* **WHAT IS NEEDED**: Every line below that has the string "merged" adds one to the count. Give that count by itself.

* **EXERCISE INPUTS**:

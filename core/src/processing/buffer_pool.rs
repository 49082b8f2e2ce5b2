/// Scratch amplitude buffers reused across spectra within one run.
///
/// At most `max_capacity` released buffers are retained; `reset` drops
/// them all and is called from filter cleanup.
#[derive(Debug)]
pub struct BufferPool {
    buffers: Vec<Vec<f32>>,
    max_capacity: usize,
}

impl BufferPool {
    pub fn with_capacity(max_capacity: usize) -> Self {
        Self {
            buffers: Vec::with_capacity(max_capacity),
            max_capacity,
        }
    }

    /// Zeroed buffer of `length`, recycled when one is available.
    pub fn checkout(&mut self, length: usize) -> Vec<f32> {
        match self.buffers.pop() {
            Some(mut buffer) => {
                buffer.clear();
                buffer.resize(length, 0.0);
                buffer
            }
            None => vec![0.0; length],
        }
    }

    /// Returns a buffer back to the pool for reuse.
    pub fn release(&mut self, mut buffer: Vec<f32>) {
        buffer.clear();
        if self.buffers.len() < self.max_capacity {
            self.buffers.push(buffer);
        }
    }

    pub fn retained(&self) -> usize {
        self.buffers.len()
    }

    pub fn reset(&mut self) {
        self.buffers.clear();
    }
}
use log::{debug, info, warn};

/// Log facade wrapper that prefixes every message with its source filter.
#[derive(Debug, Clone)]
pub struct LogManager {
    source: String,
}

impl LogManager {
    pub fn new(source: impl Into<String>) -> Self {
        Self {
            source: source.into(),
        }
    }

    pub fn source(&self) -> &str {
        &self.source
    }

    pub fn record(&self, message: &str) {
        info!("{}: {}", self.source, message);
    }

    pub fn detail(&self, message: &str) {
        debug!("{}: {}", self.source, message);
    }

    pub fn warn(&self, message: &str) {
        warn!("{}: {}", self.source, message);
    }
}

impl Default for LogManager {
    fn default() -> Self {
        Self::new("spectracore")
    }
}
use crate::prelude::{
    CombineMode, Composite, SpectrumError, SpectrumResult, Trainable, Transform,
};
use crate::processing::apply_batch;
use crate::spectrum::Spectrum;
use crate::telemetry::log::LogManager;
use crate::telemetry::metrics::{Metrics, MetricsRecorder};
use crate::utils::algebra::merge;
use rayon::prelude::*;

/// Runs a list of sub-filters either in series or side by side.
///
/// In parallel-merge mode every sub-filter gets its own copy of the input
/// and their outputs are merged in registration order, so the first
/// registered sub-filter wins on shared wave numbers. Sub-filters are
/// cleaned up after every invocation, successful or not.
pub struct MultiFilter {
    mode: CombineMode,
    filters: Vec<Box<dyn Transform>>,
    metrics: MetricsRecorder,
    logger: LogManager,
}

impl MultiFilter {
    pub fn new(mode: CombineMode) -> Self {
        Self {
            mode,
            filters: Vec::new(),
            metrics: MetricsRecorder::new(),
            logger: LogManager::new("multi_filter"),
        }
    }

    pub fn with_filters(mode: CombineMode, filters: Vec<Box<dyn Transform>>) -> Self {
        let mut multi = Self::new(mode);
        multi.filters = filters;
        multi
    }

    pub fn metrics(&self) -> Metrics {
        self.metrics.snapshot()
    }

    fn run_series(&mut self, spectrum: &Spectrum) -> SpectrumResult<Spectrum> {
        let mut current = spectrum.clone();
        for filter in self.filters.iter_mut() {
            current = filter.process(&current)?;
        }
        Ok(current)
    }

    fn run_parallel(&mut self, spectrum: &Spectrum) -> SpectrumResult<Spectrum> {
        let outputs = self
            .filters
            .par_iter_mut()
            .map(|filter| {
                let copy = spectrum.clone();
                filter.process(&copy)
            })
            .collect::<Vec<_>>()
            .into_iter()
            .collect::<SpectrumResult<Vec<_>>>()?;
        Ok(merge(outputs).unwrap_or_else(|| spectrum.clone()))
    }

    fn run_series_batch(&mut self, spectra: &[Spectrum]) -> SpectrumResult<Vec<Spectrum>> {
        let mut current = spectra.to_vec();
        for filter in self.filters.iter_mut() {
            current = apply_batch(&mut **filter, &current)?;
        }
        Ok(current)
    }

    fn run_parallel_batch(&mut self, spectra: &[Spectrum]) -> SpectrumResult<Vec<Spectrum>> {
        if self.filters.is_empty() {
            return Ok(spectra.to_vec());
        }

        let outputs = self
            .filters
            .par_iter_mut()
            .map(|filter| {
                let copies = spectra.to_vec();
                apply_batch(&mut **filter, &copies)
            })
            .collect::<Vec<_>>()
            .into_iter()
            .collect::<SpectrumResult<Vec<_>>>()?;

        for output in &outputs {
            if output.len() != spectra.len() {
                return Err(SpectrumError::LengthMismatch {
                    expected: spectra.len(),
                    actual: output.len(),
                });
            }
        }

        let mut columns: Vec<_> = outputs.into_iter().map(Vec::into_iter).collect();
        let mut merged = Vec::with_capacity(spectra.len());
        for original in spectra {
            let row: Vec<Spectrum> = columns.iter_mut().filter_map(|column| column.next()).collect();
            merged.push(merge(row).unwrap_or_else(|| original.clone()));
        }
        Ok(merged)
    }

    fn cleanup_sub_filters(&mut self) {
        for filter in self.filters.iter_mut() {
            filter.cleanup();
        }
    }

    fn finish<T>(&mut self, result: SpectrumResult<T>, count: usize) -> SpectrumResult<T> {
        self.cleanup_sub_filters();
        match &result {
            Ok(_) => self.metrics.record_processed(count),
            Err(err) => {
                self.metrics.record_failure();
                self.logger.warn(&format!("{} run failed: {}", self.mode, err));
            }
        }
        result
    }
}

impl Transform for MultiFilter {
    fn name(&self) -> &str {
        "multi_filter"
    }

    fn process(&mut self, spectrum: &Spectrum) -> SpectrumResult<Spectrum> {
        self.check(spectrum)?;
        let result = match self.mode {
            CombineMode::Series => self.run_series(spectrum),
            CombineMode::ParallelMerge => self.run_parallel(spectrum),
        };
        self.finish(result, 1)
    }

    fn cleanup(&mut self) {
        self.cleanup_sub_filters();
    }

    fn as_trainable(&self) -> Option<&dyn Trainable> {
        Some(self)
    }

    fn as_trainable_mut(&mut self) -> Option<&mut dyn Trainable> {
        Some(self)
    }
}

impl Trainable for MultiFilter {
    /// Trained once every trainable sub-filter is.
    fn is_trained(&self) -> bool {
        self.filters
            .iter()
            .filter_map(|filter| filter.as_trainable())
            .all(|trainable| trainable.is_trained())
    }

    /// Trains trainable sub-filters by running the batch through them.
    fn train(&mut self, spectra: &[Spectrum]) -> SpectrumResult<()> {
        if spectra.is_empty() {
            return Err(SpectrumError::InvalidInput(
                "multi_filter: no spectra to train on".into(),
            ));
        }
        self.filter_batch(spectra).map(|_| ())
    }

    fn reset(&mut self) {
        for filter in self.filters.iter_mut() {
            if let Some(trainable) = filter.as_trainable_mut() {
                trainable.reset();
            }
        }
    }

    fn filter_batch(&mut self, spectra: &[Spectrum]) -> SpectrumResult<Vec<Spectrum>> {
        let result = match self.mode {
            CombineMode::Series => self.run_series_batch(spectra),
            CombineMode::ParallelMerge => self.run_parallel_batch(spectra),
        };
        self.logger.detail(&format!(
            "{} batch of {} through {} filters",
            self.mode,
            spectra.len(),
            self.filters.len()
        ));
        self.finish(result, spectra.len())
    }
}

impl Composite for MultiFilter {
    fn mode(&self) -> CombineMode {
        self.mode
    }

    fn sub_filters(&self) -> &[Box<dyn Transform>] {
        &self.filters
    }

    fn add(&mut self, filter: Box<dyn Transform>) {
        self.filters.push(filter);
    }
}

#[cfg(test)]
mod tests {
    use super::*;
    use crate::processing::{
        Downsample, DownsampleConfig, MultiplicativeScatterCorrection, PassThrough, RangeScale,
        RangeScaleConfig,
    };

    /// Adds a constant to every amplitude.
    struct Offset {
        amount: f32,
    }

    impl Offset {
        fn boxed(amount: f32) -> Box<dyn Transform> {
            Box::new(Self { amount })
        }
    }

    impl Transform for Offset {
        fn name(&self) -> &str {
            "offset"
        }

        fn process(&mut self, spectrum: &Spectrum) -> SpectrumResult<Spectrum> {
            self.check(spectrum)?;
            let shifted: Vec<f32> = spectrum
                .amplitudes()
                .iter()
                .map(|a| a + self.amount)
                .collect();
            Ok(spectrum.with_amplitudes(&shifted))
        }
    }

    fn spectrum() -> Spectrum {
        Spectrum::from_pairs("s", &[1.0, 2.0, 3.0, 4.0], &[1.0, 2.0, 3.0, 4.0])
    }

    #[test]
    fn series_chains_sub_filters() {
        let mut multi =
            MultiFilter::with_filters(CombineMode::Series, vec![Offset::boxed(1.0), Offset::boxed(10.0)]);
        let output = multi.process(&spectrum()).unwrap();
        assert_eq!(output.amplitudes(), vec![12.0, 13.0, 14.0, 15.0]);
        assert_eq!(multi.metrics().processed, 1);
    }

    #[test]
    fn parallel_merge_prefers_first_registered_filter() {
        let mut multi = MultiFilter::new(CombineMode::ParallelMerge);
        multi.add(Box::new(
            Downsample::new(DownsampleConfig { step: 2, start: 0 }).unwrap(),
        ));
        multi.add(Offset::boxed(100.0));
        let output = multi.process(&spectrum()).unwrap();

        assert_eq!(output.wave_numbers(), vec![1.0, 2.0, 3.0, 4.0]);
        assert_eq!(output.amplitudes(), vec![1.0, 102.0, 3.0, 104.0]);
        assert_eq!(multi.sub_filters().len(), 2);
    }

    #[test]
    fn single_sub_filter_is_mode_independent() {
        let input = spectrum();
        let direct = RangeScale::new(RangeScaleConfig::default())
            .process(&input)
            .unwrap();
        for mode in [CombineMode::Series, CombineMode::ParallelMerge] {
            let mut multi = MultiFilter::with_filters(
                mode,
                vec![Box::new(RangeScale::new(RangeScaleConfig::default()))],
            );
            assert_eq!(multi.process(&input).unwrap(), direct);
            assert_eq!(multi.filter_batch(&[input.clone()]).unwrap(), vec![direct.clone()]);
        }
    }

    #[test]
    fn empty_composite_returns_input() {
        for mode in [CombineMode::Series, CombineMode::ParallelMerge] {
            let mut multi = MultiFilter::new(mode);
            assert_eq!(multi.process(&spectrum()).unwrap(), spectrum());
        }
    }

    #[test]
    fn batch_mode_trains_trainable_sub_filters() {
        let mut multi = MultiFilter::with_filters(
            CombineMode::Series,
            vec![
                Box::new(PassThrough),
                Box::new(MultiplicativeScatterCorrection::new()),
            ],
        );
        assert!(!multi.is_trained());

        let doubled = spectrum().with_amplitudes(&[2.0, 4.0, 6.0, 8.0]);
        let output = multi.filter_batch(&[spectrum(), doubled]).unwrap();
        assert!(multi.is_trained());
        assert_eq!(output.len(), 2);
        for (a, b) in output[0].amplitudes().iter().zip(output[1].amplitudes()) {
            assert!((a - b).abs() < 1e-4);
        }

        multi.reset();
        assert!(!multi.is_trained());
    }

    /// Batch filter that drops the last spectrum of every batch.
    struct DropLast;

    impl Transform for DropLast {
        fn name(&self) -> &str {
            "drop_last"
        }

        fn process(&mut self, spectrum: &Spectrum) -> SpectrumResult<Spectrum> {
            Ok(spectrum.clone())
        }

        fn as_trainable(&self) -> Option<&dyn Trainable> {
            Some(self)
        }

        fn as_trainable_mut(&mut self) -> Option<&mut dyn Trainable> {
            Some(self)
        }
    }

    impl Trainable for DropLast {
        fn is_trained(&self) -> bool {
            true
        }

        fn train(&mut self, _spectra: &[Spectrum]) -> SpectrumResult<()> {
            Ok(())
        }

        fn reset(&mut self) {}

        fn filter_batch(&mut self, spectra: &[Spectrum]) -> SpectrumResult<Vec<Spectrum>> {
            Ok(spectra[..spectra.len().saturating_sub(1)].to_vec())
        }
    }

    #[test]
    fn training_on_empty_batch_is_rejected() {
        let mut series = MultiFilter::with_filters(CombineMode::Series, vec![Box::new(PassThrough)]);
        assert!(matches!(series.train(&[]), Err(SpectrumError::InvalidInput(_))));

        let mut empty = MultiFilter::new(CombineMode::ParallelMerge);
        assert!(matches!(empty.train(&[]), Err(SpectrumError::InvalidInput(_))));

        assert!(series.train(&[spectrum()]).is_ok());
    }

    #[test]
    fn parallel_batch_merges_per_spectrum() {
        let mut multi = MultiFilter::with_filters(
            CombineMode::ParallelMerge,
            vec![
                Box::new(Downsample::new(DownsampleConfig { step: 2, start: 0 }).unwrap()),
                Box::new(RangeScale::new(RangeScaleConfig::default())),
            ],
        );
        let a = Spectrum::from_pairs("a", &[1.0, 2.0, 3.0], &[2.0, 4.0, 6.0]);
        let b = Spectrum::from_pairs("b", &[1.0, 2.0, 3.0], &[1.0, 3.0, 9.0]);

        let output = multi.filter_batch(&[a, b]).unwrap();
        assert_eq!(output.len(), 2);
        assert_eq!(output[0].id(), "a");
        assert_eq!(output[0].wave_numbers(), vec![1.0, 2.0, 3.0]);
        assert_eq!(output[0].amplitudes(), vec![2.0, 0.5, 6.0]);
        assert_eq!(output[1].id(), "b");
        assert_eq!(output[1].amplitudes(), vec![1.0, 0.25, 9.0]);
        assert_eq!(multi.metrics().processed, 2);
    }

    #[test]
    fn parallel_batch_rejects_sub_filter_length_change() {
        let mut multi = MultiFilter::with_filters(
            CombineMode::ParallelMerge,
            vec![Box::new(PassThrough), Box::new(DropLast)],
        );
        let err = multi.filter_batch(&[spectrum(), spectrum()]).unwrap_err();
        assert_eq!(err, SpectrumError::LengthMismatch { expected: 2, actual: 1 });
        assert_eq!(multi.metrics().failed, 1);
    }

    #[test]
    fn failures_are_counted() {
        let mut multi = MultiFilter::with_filters(
            CombineMode::Series,
            vec![Box::new(
                Downsample::new(DownsampleConfig { step: 10, start: 5 }).unwrap(),
            ), Offset::boxed(1.0)],
        );
        assert!(multi.process(&spectrum()).is_err());
        assert_eq!(multi.metrics().failed, 1);
        assert_eq!(multi.metrics().processed, 0);
    }
}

* **TASK RESULT**: 4